◆ Problem to work on ◆
Return the data below exactly, but only from the line containing "repository f39501add83085db" through the line containing "request phase but", with both of those lines included.

*** Data to use ***

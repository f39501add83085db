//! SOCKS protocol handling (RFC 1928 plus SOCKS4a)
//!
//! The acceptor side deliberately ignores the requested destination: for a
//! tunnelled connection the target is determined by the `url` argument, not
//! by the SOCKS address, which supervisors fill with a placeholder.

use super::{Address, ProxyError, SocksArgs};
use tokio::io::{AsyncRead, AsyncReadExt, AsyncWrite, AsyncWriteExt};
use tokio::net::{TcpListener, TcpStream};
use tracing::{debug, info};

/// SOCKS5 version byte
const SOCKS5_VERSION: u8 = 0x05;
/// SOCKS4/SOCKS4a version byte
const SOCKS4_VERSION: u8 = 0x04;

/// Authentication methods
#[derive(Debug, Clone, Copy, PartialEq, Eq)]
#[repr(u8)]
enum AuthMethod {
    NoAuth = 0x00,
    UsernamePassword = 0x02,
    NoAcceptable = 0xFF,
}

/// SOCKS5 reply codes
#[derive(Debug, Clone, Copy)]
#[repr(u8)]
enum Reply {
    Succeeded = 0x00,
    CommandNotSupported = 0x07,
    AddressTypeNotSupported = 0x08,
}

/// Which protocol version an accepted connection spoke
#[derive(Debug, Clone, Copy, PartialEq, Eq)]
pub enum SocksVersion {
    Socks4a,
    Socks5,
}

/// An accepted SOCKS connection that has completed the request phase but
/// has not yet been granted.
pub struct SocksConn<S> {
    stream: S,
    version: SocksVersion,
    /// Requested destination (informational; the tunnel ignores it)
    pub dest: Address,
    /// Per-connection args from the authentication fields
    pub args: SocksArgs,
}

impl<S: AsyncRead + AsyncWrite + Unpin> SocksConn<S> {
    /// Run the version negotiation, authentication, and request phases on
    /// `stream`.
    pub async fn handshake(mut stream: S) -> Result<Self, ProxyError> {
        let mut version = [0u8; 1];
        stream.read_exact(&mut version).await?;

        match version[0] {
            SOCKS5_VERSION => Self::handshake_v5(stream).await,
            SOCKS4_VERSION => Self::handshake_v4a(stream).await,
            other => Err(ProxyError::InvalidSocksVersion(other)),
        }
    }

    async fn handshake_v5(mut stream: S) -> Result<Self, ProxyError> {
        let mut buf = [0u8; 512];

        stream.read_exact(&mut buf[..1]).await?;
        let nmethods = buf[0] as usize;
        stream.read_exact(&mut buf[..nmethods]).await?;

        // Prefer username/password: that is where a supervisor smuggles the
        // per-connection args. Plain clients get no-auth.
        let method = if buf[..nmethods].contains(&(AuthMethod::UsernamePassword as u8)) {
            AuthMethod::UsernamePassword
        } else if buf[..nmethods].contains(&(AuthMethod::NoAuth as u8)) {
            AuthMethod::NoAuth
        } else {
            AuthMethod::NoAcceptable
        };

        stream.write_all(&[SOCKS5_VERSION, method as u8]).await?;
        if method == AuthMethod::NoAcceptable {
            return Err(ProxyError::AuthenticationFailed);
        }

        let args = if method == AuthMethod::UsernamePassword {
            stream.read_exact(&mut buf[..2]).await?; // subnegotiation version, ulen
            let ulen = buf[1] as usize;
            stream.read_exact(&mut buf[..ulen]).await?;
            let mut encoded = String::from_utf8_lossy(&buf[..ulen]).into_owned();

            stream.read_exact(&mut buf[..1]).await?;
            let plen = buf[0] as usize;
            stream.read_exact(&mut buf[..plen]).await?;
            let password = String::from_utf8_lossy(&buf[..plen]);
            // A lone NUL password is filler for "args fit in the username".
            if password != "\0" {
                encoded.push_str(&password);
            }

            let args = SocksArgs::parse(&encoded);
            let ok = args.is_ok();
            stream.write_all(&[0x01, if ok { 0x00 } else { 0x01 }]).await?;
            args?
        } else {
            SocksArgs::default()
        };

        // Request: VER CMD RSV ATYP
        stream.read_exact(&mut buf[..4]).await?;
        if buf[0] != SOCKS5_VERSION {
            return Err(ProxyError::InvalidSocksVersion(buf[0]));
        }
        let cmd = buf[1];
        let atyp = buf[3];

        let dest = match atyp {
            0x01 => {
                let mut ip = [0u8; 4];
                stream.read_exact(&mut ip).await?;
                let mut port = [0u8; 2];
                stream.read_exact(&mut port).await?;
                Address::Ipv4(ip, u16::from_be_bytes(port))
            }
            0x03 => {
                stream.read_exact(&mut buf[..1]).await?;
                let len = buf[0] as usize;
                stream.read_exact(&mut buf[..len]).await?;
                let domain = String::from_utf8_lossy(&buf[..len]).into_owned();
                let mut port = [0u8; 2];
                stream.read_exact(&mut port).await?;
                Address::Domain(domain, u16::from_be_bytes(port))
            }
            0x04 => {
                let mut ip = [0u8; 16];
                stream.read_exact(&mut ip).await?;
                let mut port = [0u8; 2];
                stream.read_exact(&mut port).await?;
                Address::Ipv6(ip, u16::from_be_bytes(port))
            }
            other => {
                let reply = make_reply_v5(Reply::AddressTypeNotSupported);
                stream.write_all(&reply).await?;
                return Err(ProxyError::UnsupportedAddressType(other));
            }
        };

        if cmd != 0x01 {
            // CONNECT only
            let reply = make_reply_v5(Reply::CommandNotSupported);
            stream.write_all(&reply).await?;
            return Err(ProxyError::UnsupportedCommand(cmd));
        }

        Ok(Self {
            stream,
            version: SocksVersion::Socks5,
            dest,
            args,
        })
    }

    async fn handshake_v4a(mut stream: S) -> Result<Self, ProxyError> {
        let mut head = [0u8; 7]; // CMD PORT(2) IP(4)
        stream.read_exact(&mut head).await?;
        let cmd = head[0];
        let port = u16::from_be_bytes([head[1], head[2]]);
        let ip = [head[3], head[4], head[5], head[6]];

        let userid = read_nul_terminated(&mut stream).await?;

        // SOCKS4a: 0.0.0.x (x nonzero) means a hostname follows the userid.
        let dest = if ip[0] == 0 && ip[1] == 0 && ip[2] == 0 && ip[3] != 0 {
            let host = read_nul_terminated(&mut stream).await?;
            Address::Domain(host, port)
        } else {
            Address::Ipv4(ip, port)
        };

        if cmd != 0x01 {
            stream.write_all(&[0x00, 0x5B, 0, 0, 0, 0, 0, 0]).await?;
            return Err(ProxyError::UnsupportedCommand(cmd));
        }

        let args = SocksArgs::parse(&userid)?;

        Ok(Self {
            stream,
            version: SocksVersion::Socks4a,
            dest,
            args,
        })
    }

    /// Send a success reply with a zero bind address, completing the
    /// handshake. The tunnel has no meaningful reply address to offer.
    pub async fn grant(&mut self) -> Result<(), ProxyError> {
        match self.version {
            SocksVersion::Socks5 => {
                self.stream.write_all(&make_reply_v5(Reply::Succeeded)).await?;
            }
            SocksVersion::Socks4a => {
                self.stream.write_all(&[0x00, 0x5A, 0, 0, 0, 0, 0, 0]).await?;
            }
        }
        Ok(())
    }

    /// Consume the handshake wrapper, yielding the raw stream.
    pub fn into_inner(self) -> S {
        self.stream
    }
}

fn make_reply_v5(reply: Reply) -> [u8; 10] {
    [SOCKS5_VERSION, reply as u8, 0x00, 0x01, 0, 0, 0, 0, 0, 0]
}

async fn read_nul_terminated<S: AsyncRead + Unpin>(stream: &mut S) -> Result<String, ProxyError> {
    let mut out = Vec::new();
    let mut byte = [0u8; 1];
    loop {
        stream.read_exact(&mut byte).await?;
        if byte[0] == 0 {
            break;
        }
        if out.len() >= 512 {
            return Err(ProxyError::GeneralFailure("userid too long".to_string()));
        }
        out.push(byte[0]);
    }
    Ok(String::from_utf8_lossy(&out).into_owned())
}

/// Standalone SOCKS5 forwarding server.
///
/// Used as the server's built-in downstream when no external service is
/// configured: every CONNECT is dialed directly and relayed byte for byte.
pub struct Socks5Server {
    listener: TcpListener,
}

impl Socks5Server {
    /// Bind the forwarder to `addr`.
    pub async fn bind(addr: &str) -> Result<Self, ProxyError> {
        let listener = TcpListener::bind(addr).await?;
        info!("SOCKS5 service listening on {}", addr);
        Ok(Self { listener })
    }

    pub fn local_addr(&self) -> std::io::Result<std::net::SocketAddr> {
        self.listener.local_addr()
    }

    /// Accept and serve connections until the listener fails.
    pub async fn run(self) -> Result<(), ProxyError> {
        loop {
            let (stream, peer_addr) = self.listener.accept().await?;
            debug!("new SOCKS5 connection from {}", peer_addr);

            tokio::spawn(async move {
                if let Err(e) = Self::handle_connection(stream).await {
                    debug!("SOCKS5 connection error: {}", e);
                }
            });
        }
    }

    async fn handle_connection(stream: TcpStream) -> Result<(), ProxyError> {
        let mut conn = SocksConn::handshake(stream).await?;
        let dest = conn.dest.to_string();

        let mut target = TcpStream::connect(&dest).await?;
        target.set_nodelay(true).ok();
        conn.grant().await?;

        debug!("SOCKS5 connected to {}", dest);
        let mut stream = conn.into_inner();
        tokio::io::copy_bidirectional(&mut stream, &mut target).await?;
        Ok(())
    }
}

***
*** Data to use ***

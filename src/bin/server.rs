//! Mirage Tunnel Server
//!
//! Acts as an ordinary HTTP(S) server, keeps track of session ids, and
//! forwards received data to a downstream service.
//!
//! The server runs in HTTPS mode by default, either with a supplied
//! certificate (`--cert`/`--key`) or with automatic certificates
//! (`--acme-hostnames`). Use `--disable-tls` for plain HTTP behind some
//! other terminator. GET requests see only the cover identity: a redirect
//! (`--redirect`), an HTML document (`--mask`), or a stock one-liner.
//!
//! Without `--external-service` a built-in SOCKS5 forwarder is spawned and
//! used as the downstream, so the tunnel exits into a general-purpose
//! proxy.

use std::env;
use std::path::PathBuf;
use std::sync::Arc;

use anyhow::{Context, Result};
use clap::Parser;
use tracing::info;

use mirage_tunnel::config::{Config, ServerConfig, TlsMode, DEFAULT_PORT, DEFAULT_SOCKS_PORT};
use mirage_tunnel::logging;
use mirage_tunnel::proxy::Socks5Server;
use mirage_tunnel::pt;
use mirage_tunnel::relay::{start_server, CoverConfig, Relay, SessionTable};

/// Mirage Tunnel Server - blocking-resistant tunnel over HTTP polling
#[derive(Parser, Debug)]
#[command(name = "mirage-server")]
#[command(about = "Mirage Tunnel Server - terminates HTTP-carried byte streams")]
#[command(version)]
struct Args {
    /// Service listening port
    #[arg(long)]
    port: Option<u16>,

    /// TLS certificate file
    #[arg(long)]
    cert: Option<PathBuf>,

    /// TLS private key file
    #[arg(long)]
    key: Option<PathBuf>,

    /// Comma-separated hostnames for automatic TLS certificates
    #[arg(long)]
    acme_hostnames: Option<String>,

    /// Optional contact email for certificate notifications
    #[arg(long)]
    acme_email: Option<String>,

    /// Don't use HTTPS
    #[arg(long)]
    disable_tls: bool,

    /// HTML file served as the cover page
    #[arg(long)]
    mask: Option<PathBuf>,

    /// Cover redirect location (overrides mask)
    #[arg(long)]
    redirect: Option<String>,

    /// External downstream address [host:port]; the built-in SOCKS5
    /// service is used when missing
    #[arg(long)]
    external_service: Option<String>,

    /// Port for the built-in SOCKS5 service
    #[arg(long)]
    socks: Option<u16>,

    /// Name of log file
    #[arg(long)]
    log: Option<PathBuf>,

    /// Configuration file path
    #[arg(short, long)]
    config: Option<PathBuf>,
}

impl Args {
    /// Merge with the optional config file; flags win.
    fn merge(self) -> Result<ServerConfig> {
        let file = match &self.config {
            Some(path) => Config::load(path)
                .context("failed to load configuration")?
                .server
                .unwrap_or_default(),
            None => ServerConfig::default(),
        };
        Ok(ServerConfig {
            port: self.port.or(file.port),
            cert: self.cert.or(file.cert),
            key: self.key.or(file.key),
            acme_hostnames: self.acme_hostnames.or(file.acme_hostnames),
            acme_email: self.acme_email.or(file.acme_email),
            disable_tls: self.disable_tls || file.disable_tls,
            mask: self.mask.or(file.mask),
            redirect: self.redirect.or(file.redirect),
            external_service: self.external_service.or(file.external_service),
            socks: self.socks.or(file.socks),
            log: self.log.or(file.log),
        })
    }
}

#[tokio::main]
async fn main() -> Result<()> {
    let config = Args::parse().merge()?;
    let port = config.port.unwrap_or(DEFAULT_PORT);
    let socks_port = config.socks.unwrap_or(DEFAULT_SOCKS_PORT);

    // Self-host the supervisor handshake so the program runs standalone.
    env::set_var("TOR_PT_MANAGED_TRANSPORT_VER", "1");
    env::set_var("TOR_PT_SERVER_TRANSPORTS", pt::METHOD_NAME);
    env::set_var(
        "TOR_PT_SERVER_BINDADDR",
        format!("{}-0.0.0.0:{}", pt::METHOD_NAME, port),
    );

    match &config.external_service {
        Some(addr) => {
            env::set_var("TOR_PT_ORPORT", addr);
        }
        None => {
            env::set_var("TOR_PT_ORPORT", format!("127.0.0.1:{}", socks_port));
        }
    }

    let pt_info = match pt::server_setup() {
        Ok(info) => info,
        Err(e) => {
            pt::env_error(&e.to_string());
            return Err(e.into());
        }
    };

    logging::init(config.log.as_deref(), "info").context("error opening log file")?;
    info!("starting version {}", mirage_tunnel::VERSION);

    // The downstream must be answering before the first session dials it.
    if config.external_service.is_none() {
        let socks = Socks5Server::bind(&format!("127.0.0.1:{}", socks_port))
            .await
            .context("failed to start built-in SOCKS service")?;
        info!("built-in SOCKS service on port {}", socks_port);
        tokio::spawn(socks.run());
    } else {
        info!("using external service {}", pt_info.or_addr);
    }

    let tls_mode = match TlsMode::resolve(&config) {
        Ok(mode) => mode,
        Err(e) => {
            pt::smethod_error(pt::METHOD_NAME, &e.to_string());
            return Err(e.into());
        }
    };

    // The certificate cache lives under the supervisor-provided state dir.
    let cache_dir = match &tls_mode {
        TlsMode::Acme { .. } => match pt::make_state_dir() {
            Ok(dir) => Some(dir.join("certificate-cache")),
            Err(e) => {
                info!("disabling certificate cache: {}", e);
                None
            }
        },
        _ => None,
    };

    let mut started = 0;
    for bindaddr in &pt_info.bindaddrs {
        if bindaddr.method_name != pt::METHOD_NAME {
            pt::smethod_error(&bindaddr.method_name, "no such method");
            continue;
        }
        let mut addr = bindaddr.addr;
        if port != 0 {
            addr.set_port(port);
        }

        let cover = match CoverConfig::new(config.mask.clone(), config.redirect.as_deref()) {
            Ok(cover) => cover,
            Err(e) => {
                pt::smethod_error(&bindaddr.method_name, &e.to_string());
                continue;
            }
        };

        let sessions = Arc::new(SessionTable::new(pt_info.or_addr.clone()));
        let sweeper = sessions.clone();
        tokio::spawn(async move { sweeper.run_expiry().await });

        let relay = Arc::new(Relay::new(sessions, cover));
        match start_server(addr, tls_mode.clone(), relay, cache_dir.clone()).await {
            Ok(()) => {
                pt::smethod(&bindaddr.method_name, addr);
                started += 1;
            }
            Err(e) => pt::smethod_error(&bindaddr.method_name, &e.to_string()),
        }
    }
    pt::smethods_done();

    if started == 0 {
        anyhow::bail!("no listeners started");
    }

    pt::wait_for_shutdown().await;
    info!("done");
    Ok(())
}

***

◆ Answer to the problem ◆
repository f39501add83085db
//! SOCKS protocol handling (RFC 1928 plus SOCKS4a)
//!
//! The acceptor side deliberately ignores the requested destination: for a
//! tunnelled connection the target is determined by the `url` argument, not
//! by the SOCKS address, which supervisors fill with a placeholder.

use super::{Address, ProxyError, SocksArgs};
use tokio::io::{AsyncRead, AsyncReadExt, AsyncWrite, AsyncWriteExt};
use tokio::net::{TcpListener, TcpStream};
use tracing::{debug, info};

/// SOCKS5 version byte
const SOCKS5_VERSION: u8 = 0x05;
/// SOCKS4/SOCKS4a version byte
const SOCKS4_VERSION: u8 = 0x04;

/// Authentication methods
#[derive(Debug, Clone, Copy, PartialEq, Eq)]
#[repr(u8)]
enum AuthMethod {
    NoAuth = 0x00,
    UsernamePassword = 0x02,
    NoAcceptable = 0xFF,
}

/// SOCKS5 reply codes
#[derive(Debug, Clone, Copy)]
#[repr(u8)]
enum Reply {
    Succeeded = 0x00,
    CommandNotSupported = 0x07,
    AddressTypeNotSupported = 0x08,
}

/// Which protocol version an accepted connection spoke
#[derive(Debug, Clone, Copy, PartialEq, Eq)]
pub enum SocksVersion {
    Socks4a,
    Socks5,
}

/// An accepted SOCKS connection that has completed the request phase but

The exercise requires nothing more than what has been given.